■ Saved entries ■
■ ■ ■ ■
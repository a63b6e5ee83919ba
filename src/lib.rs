//! cvintake - résumé text acquisition, OCR fallback, and structured
//! field extraction.
//!
//! The pipeline takes already-validated document bytes plus a format
//! discriminant, acquires raw text (with an OCR rescue path for scanned
//! documents), extracts a structured candidate-profile draft with
//! per-field provenance, and caches results per requester by content
//! fingerprint.

pub mod cache;
pub mod cli;
pub mod config;
pub mod error;
pub mod extract;
pub mod fields;
pub mod models;
pub mod ocr;
pub mod pipeline;

pub use cache::{CacheStats, ResultCache};
pub use config::ExtractionConfig;
pub use error::ExtractError;
pub use extract::DocumentFormat;
pub use models::{CandidateProfileDraft, ExtractedText, ExtractionMethod, FieldProvenanceEntry};
pub use pipeline::{CachedExtraction, ExtractionOutcome, ExtractionPipeline};
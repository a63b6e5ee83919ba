//! Scanned-document detection.
//!
//! Advisory heuristics deciding whether a text-layer extraction looks
//! like a failed read of a scanned document (empty or garbage text
//! layer) that should be retried via OCR. Not authoritative - the
//! caller decides whether to actually spend OCR budget.

use std::sync::LazyLock;

use regex::Regex;

/// Minimum characters below which any document is suspect.
pub const MIN_TEXT_LENGTH: usize = 100;

/// Minimum ratio of word tokens to total characters.
pub const MIN_WORD_DENSITY: f64 = 0.1;

/// Maximum pages accepted before spending OCR budget.
pub const DEFAULT_MAX_PAGES: u32 = 20;

static WORD_TOKEN: LazyLock<Regex> = LazyLock::new(|| Regex::new(r"[A-Za-z]{2,}").unwrap());

/// Count word-like tokens (runs of two or more ASCII letters).
pub fn word_token_count(text: &str) -> usize {
    WORD_TOKEN.find_iter(text).count()
}

/// Heuristically classify whether `text` looks like a failed or
/// low-quality extraction. Applied in order, any match returns true:
///
/// 1. Fewer than [`MIN_TEXT_LENGTH`] characters.
/// 2. Word density below [`MIN_WORD_DENSITY`]: word tokens divided by
///    total characters, typical of garbled text-layer reads.
pub fn looks_scanned(text: &str) -> bool {
    if text.len() < MIN_TEXT_LENGTH {
        return true;
    }

    let density = word_token_count(text) as f64 / text.len() as f64;
    if density < MIN_WORD_DENSITY {
        tracing::debug!(density, "text layer below word-density threshold");
        return true;
    }

    false
}

/// Reject oversized documents before OCR. Zero pages is invalid too.
pub fn validate_page_count(page_count: u32, max_pages: u32) -> bool {
    page_count > 0 && page_count <= max_pages
}
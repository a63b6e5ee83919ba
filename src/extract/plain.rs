//! Plain-text extraction.

use crate::models::ExtractedText;

/// Decode bytes as text verbatim. Lossy UTF-8: the caller is
/// responsible for not routing binary data here, so stray invalid
/// sequences are replaced rather than rejected.
pub fn extract_plain_text(content: &[u8]) -> ExtractedText {
    ExtractedText::from_text_layer(String::from_utf8_lossy(content).into_owned())
}

#[cfg(test)]
mod tests {
    use super::*;
    use crate::models::ExtractionMethod;

    #[test]
    fn test_decodes_verbatim() {
        let result = extract_plain_text("Jane Doe\nEmail: jane@example.com".as_bytes());
        assert_eq!(result.text, "Jane Doe\nEmail: jane@example.com");
        assert_eq!(result.page_count, 1);
        assert_eq!(result.method, ExtractionMethod::Text);
        assert!(result.confidence.is_none());
    }

    #[test]
    fn test_invalid_utf8_is_replaced_not_rejected() {
        let result = extract_plain_text(&[b'o', b'k', 0xff, b'!']);
        assert!(result.text.starts_with("ok"));
        assert!(result.text.ends_with('!'));
    }
}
■ ■ ■ ■
■ WHAT YOU WILL DO ■
Would you print all of the records exactly as they were given?

■ TASK RESULT ■
repository a63b6e5ee83919ba
filename src/lib.rs
//! cvintake - résumé text acquisition, OCR fallback, and structured
//! field extraction.
//!
//! The pipeline takes already-validated document bytes plus a format
//! discriminant, acquires raw text (with an OCR rescue path for scanned
//! documents), extracts a structured candidate-profile draft with
//! per-field provenance, and caches results per requester by content
//! fingerprint.

pub mod cache;
pub mod cli;
pub mod config;
pub mod error;
pub mod extract;
pub mod fields;
pub mod models;
pub mod ocr;
pub mod pipeline;

pub use cache::{CacheStats, ResultCache};
pub use config::ExtractionConfig;
pub use error::ExtractError;
pub use extract::DocumentFormat;
pub use models::{CandidateProfileDraft, ExtractedText, ExtractionMethod, FieldProvenanceEntry};
pub use pipeline::{CachedExtraction, ExtractionOutcome, ExtractionPipeline};
repository a63b6e5ee83919ba
//! Scanned-document detection.
//!
//! Advisory heuristics deciding whether a text-layer extraction looks
//! like a failed read of a scanned document (empty or garbage text
//! layer) that should be retried via OCR. Not authoritative - the
//! caller decides whether to actually spend OCR budget.

use std::sync::LazyLock;

use regex::Regex;

/// Minimum characters below which any document is suspect.
pub const MIN_TEXT_LENGTH: usize = 100;

/// Minimum ratio of word tokens to total characters.
pub const MIN_WORD_DENSITY: f64 = 0.1;

/// Maximum pages accepted before spending OCR budget.
pub const DEFAULT_MAX_PAGES: u32 = 20;

static WORD_TOKEN: LazyLock<Regex> = LazyLock::new(|| Regex::new(r"[A-Za-z]{2,}").unwrap());

/// Count word-like tokens (runs of two or more ASCII letters).
pub fn word_token_count(text: &str) -> usize {
    WORD_TOKEN.find_iter(text).count()
}

/// Heuristically classify whether `text` looks like a failed or
/// low-quality extraction. Applied in order, any match returns true:
///
/// 1. Fewer than [`MIN_TEXT_LENGTH`] characters.
/// 2. Word density below [`MIN_WORD_DENSITY`]: word tokens divided by
///    total characters, typical of garbled text-layer reads.
pub fn looks_scanned(text: &str) -> bool {
    if text.len() < MIN_TEXT_LENGTH {
        return true;
    }

    let density = word_token_count(text) as f64 / text.len() as f64;
    if density < MIN_WORD_DENSITY {
        tracing::debug!(density, "text layer below word-density threshold");
        return true;
    }

    false
}

/// Reject oversized documents before OCR. Zero pages is invalid too.
pub fn validate_page_count(page_count: u32, max_pages: u32) -> bool {
    page_count > 0 && page_count <= max_pages
}
repository a63b6e5ee83919ba
filename src/extract/plain.rs
//! Plain-text extraction.

use crate::models::ExtractedText;

/// Decode bytes as text verbatim. Lossy UTF-8: the caller is
/// responsible for not routing binary data here, so stray invalid
/// sequences are replaced rather than rejected.
pub fn extract_plain_text(content: &[u8]) -> ExtractedText {
    ExtractedText::from_text_layer(String::from_utf8_lossy(content).into_owned())
}

#[cfg(test)]
mod tests {
    use super::*;
    use crate::models::ExtractionMethod;

    #[test]
    fn test_decodes_verbatim() {
        let result = extract_plain_text("Jane Doe\nEmail: jane@example.com".as_bytes());
        assert_eq!(result.text, "Jane Doe\nEmail: jane@example.com");
        assert_eq!(result.page_count, 1);
        assert_eq!(result.method, ExtractionMethod::Text);
        assert!(result.confidence.is_none());
    }

    #[test]
    fn test_invalid_utf8_is_replaced_not_rejected() {
        let result = extract_plain_text(&[b'o', b'k', 0xff, b'!']);
        assert!(result.text.starts_with("ok"));
        assert!(result.text.ends_with('!'));
    }
}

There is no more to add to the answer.